§ **The data**:
_ _ _ _

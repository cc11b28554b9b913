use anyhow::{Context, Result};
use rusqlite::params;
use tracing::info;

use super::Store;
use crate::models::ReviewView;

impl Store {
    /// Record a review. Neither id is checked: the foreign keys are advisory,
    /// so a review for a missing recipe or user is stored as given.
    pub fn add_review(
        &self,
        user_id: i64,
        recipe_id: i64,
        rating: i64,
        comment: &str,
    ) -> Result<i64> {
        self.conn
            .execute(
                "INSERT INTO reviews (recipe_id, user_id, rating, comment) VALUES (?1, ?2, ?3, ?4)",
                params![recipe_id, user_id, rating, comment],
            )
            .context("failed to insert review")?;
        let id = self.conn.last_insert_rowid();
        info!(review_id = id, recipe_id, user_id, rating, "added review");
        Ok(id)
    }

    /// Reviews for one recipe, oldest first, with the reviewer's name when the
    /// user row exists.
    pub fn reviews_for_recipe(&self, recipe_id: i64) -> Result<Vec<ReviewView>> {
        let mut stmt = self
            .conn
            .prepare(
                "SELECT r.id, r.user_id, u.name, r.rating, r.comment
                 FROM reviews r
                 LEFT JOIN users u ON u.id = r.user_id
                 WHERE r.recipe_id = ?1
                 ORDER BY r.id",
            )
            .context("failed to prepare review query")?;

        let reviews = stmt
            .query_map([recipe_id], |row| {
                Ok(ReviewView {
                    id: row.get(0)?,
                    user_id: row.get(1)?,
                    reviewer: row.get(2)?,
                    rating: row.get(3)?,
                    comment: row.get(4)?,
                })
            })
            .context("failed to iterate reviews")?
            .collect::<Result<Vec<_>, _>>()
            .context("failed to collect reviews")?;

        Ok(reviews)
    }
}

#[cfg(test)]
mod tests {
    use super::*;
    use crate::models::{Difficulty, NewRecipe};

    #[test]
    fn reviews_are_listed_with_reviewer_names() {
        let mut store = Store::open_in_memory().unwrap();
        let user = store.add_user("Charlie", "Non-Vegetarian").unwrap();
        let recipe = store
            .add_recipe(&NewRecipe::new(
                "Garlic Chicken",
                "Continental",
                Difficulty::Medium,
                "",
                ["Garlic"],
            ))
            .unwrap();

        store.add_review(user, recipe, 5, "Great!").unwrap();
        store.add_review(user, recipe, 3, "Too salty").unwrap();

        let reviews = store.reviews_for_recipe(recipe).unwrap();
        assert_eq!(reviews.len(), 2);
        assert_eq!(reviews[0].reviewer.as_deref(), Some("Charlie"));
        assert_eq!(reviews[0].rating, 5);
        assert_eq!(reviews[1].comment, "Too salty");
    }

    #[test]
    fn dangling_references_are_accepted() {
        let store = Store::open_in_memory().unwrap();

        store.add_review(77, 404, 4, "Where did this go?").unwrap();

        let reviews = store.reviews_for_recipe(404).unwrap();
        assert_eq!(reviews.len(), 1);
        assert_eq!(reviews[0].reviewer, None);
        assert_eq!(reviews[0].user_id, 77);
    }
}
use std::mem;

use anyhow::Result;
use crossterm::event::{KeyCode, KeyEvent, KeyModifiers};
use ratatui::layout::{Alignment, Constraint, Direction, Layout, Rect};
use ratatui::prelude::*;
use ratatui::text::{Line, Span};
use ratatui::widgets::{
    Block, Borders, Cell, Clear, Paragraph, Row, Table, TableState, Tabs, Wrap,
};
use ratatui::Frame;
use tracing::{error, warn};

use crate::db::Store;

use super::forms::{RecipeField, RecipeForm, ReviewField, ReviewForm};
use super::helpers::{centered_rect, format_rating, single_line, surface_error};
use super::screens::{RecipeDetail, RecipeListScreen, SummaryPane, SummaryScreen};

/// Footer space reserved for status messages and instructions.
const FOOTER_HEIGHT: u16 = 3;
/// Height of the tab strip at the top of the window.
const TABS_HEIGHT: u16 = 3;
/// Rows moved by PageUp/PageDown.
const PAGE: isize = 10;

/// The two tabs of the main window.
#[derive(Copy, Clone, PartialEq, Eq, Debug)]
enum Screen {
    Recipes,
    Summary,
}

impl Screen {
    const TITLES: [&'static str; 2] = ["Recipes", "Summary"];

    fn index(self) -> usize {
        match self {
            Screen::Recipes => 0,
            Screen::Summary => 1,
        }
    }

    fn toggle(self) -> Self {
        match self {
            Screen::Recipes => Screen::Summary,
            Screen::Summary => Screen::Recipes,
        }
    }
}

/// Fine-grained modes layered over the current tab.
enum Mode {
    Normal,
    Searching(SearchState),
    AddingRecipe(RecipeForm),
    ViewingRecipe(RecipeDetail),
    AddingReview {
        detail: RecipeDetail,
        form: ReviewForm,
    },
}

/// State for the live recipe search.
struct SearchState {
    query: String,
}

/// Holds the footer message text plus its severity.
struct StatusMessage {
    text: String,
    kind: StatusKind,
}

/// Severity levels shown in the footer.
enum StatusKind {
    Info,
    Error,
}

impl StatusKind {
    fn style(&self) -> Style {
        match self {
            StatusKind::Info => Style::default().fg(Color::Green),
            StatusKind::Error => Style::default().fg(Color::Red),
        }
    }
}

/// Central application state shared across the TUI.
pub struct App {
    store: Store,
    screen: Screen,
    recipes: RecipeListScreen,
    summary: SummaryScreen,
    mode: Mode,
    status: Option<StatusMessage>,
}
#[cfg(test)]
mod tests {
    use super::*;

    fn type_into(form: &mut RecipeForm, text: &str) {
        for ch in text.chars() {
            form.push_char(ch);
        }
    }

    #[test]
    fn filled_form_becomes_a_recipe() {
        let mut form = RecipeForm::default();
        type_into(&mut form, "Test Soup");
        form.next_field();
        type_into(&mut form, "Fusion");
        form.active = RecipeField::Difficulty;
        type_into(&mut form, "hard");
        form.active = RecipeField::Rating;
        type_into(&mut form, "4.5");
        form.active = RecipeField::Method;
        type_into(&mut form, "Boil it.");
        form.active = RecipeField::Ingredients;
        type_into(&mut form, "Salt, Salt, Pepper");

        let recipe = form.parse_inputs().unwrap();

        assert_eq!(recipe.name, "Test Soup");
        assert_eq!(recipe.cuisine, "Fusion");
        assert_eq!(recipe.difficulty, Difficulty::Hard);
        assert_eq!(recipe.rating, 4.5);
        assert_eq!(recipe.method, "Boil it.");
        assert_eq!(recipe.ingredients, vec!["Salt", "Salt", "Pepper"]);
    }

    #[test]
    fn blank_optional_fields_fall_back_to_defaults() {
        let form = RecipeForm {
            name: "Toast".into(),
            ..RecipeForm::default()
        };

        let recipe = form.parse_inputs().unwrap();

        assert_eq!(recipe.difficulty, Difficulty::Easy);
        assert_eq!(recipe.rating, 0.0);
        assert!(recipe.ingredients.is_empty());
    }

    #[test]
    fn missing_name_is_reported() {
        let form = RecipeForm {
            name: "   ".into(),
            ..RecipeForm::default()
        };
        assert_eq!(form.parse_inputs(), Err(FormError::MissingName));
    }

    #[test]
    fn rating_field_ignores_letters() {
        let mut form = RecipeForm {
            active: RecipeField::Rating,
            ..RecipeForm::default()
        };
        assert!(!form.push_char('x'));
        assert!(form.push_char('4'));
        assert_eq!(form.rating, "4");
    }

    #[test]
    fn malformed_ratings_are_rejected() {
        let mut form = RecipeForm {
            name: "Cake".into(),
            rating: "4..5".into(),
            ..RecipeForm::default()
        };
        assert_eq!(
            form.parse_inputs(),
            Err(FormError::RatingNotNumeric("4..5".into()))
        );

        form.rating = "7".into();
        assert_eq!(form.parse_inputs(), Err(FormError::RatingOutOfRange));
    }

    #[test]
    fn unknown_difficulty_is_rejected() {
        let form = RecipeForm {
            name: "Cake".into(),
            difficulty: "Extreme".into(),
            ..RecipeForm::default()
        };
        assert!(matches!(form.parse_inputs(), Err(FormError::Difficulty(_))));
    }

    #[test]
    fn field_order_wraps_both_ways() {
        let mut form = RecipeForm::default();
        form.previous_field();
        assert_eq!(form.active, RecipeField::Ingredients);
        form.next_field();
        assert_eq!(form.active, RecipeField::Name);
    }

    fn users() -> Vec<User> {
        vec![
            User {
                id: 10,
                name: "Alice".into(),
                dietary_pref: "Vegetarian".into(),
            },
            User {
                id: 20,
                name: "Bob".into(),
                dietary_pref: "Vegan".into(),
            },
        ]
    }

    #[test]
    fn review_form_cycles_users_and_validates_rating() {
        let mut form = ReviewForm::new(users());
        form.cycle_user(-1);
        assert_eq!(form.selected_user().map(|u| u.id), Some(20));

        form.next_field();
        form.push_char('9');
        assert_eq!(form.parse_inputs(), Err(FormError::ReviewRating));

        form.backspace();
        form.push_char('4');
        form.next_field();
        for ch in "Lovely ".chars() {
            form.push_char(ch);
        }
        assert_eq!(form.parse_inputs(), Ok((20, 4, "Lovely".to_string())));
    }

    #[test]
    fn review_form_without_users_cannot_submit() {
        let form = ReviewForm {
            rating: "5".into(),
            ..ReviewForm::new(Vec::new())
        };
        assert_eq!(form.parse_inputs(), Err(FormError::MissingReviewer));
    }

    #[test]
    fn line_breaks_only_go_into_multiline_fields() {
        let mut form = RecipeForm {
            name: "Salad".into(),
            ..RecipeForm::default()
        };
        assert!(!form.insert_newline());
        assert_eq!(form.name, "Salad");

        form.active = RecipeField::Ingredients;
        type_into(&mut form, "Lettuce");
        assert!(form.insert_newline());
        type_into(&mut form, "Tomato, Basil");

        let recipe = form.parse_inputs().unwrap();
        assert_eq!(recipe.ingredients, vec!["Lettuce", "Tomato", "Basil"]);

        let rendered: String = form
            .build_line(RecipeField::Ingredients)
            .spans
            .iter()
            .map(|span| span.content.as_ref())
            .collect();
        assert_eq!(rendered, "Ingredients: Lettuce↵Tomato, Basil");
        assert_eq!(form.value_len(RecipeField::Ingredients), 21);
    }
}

_ _ _ _

§ **Exercise aim**: Find how many lines in the listing contain the word "Result" and give that count alone.

§ **Solution**: 5